No. If you use the --deploy-hook option when requesting the certificate originally, or when renewing it manually with --force-renewal, then the command you supply will be stored in the renewal configuration file for that certificate (in /etc/letsencrypt/renewal/) and any future certbot renew command, including the one in the default crontab or systemd timer, will run it again automatically when that certificate is renewed. You do not need to modify the crontab itself.
Either should work, and for a single short command like that I’m not sure there is a preferred way (perhaps a Certbot developer can contradict me).
You might prefer to use a script if you have a long or complex deployment procedure, or if you want to reuse the same procedure for different certificates.
In my mind, the answer may depend on the process of:
[not familiar with this command]
If that can be run whenever/wherever without any concern, then it can stand on its' own and be run from cron (as often as you like | daily, hourly, weekly).
If it creates any real "impact" that you would want to occur only when absolutely needed (like stopping & then restarting a service), you would definitely want it attached to a --deploy-hook call.
In practice, the "--post-hook" no longer makes sense with the introduction of the "--deploy-hook".

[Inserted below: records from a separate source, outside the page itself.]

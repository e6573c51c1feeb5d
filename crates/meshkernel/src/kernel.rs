//! Handle registry and call dispatcher.
//!
//! [`MeshKernel`] owns the loaded kernel and the table of live state
//! handles. Every operation follows the same shape: reject dead handles
//! before touching the kernel, pack inputs into scoped foreign buffers,
//! invoke the entry point, decode the integer status, unpack outputs, and
//! let the buffer guards release on the way out, on success and on every
//! failure path alike.
//!
//! Calls are synchronous and blocking. Distinct handles may be driven from
//! different threads; operations against one handle must be serialized by
//! the caller, the registry lock only protects handle bookkeeping.

use std::collections::HashSet;
use std::os::raw::c_int;
use std::path::Path;
use std::sync::{Mutex, MutexGuard, PoisonError};

use meshkernel_sys::{
    KernelFunctions, KernelLibrary, Mesh2dNative, PROJECTION_CARTESIAN, PROJECTION_SPHERICAL,
    PROJECTION_SPHERICAL_ACCURATE,
};
use serde::{Deserialize, Serialize};
use tracing::{debug, trace};

use crate::error::{KernelError, Result};
use crate::geometry::{GeometryList, PackedGeometry, Separators};
use crate::mesh2d::{
    CurvilinearBuffers, CurvilinearDimensions, CurvilinearGrid, Mesh2d, Mesh2dBuffers,
    Mesh2dDimensions,
};
use crate::ortho::OrthogonalizationSession;
use crate::params::{
    CurvilinearParameters, InterpolationParameters, MakeGridParameters,
    OrthogonalizationParameters, SamplesRefineParameters, SplinesToCurvilinearParameters,
};
use crate::scoped::ScopedBuffer;

/// Coordinate reference of a kernel state.
#[derive(Debug, Clone, Copy, PartialEq, Eq, Serialize, Deserialize)]
pub enum Projection {
    /// Planar cartesian coordinates.
    Cartesian,
    /// Spherical (geodetic) coordinates.
    Spherical,
    /// Spherical coordinates with accurate computations.
    SphericalAccurate,
}

impl Projection {
    fn to_native(self) -> c_int {
        match self {
            Self::Cartesian => PROJECTION_CARTESIAN,
            Self::Spherical => PROJECTION_SPHERICAL,
            Self::SphericalAccurate => PROJECTION_SPHERICAL_ACCURATE,
        }
    }
}

/// How mesh boundaries snap to land boundaries during orthogonalization and
/// edge flipping.
#[derive(Debug, Clone, Copy, PartialEq, Eq, Serialize, Deserialize)]
pub enum ProjectToLandBoundary {
    No = 0,
    ToOriginalNetBoundary = 1,
    OuterMeshBoundaryToLandBoundary = 2,
    InnerAndOuterMeshBoundaryToLandBoundary = 3,
    WholeMesh = 4,
}

impl ProjectToLandBoundary {
    pub(crate) fn to_native(self) -> c_int {
        self as c_int
    }
}

/// Which mesh parts a delete-in-polygon removes.
#[derive(Debug, Clone, Copy, PartialEq, Eq, Serialize, Deserialize)]
pub enum DeletionOption {
    AllNodesInside = 0,
    FacesWithIncludedCircumcenters = 1,
    AllCompleteFacesInside = 2,
}

impl DeletionOption {
    fn to_native(self) -> c_int {
        self as c_int
    }
}

/// Opaque identifier of a live kernel state.
///
/// Handles are issued by [`MeshKernel::allocate_state`] and stay valid until
/// released; a released or forged handle is rejected with
/// [`KernelError::InvalidHandle`] before any native invocation.
#[derive(Debug, Clone, Copy, PartialEq, Eq, Hash, Serialize, Deserialize)]
pub struct KernelHandle(i32);

impl KernelHandle {
    /// Wrap a raw kernel id. The id is not validated here; operations check
    /// liveness against the registry.
    #[must_use]
    pub fn from_raw(id: i32) -> Self {
        Self(id)
    }

    /// The raw kernel id.
    #[must_use]
    pub fn as_raw(self) -> i32 {
        self.0
    }
}

/// The loaded kernel: session registry plus one dispatch method per native
/// operation.
#[derive(Debug)]
pub struct MeshKernel {
    library: KernelLibrary,
    live: Mutex<HashSet<i32>>,
    separators: Separators,
}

Or it makes sense to send notifications or minor things ..
They serve different purposes. --post-hook is mostly useful for undoing the effects of --pre-hook. For example, if you needed to temporarily open a port in your firewall before the renewal attempt, and close it again afterwards - you would want both things to happen whether the renewal actually succeeded or not. --deploy-hook on the other hand is for things you want to do only after a successful renewal, such as reloading a mail or chat server that will use the newly renewed certificate.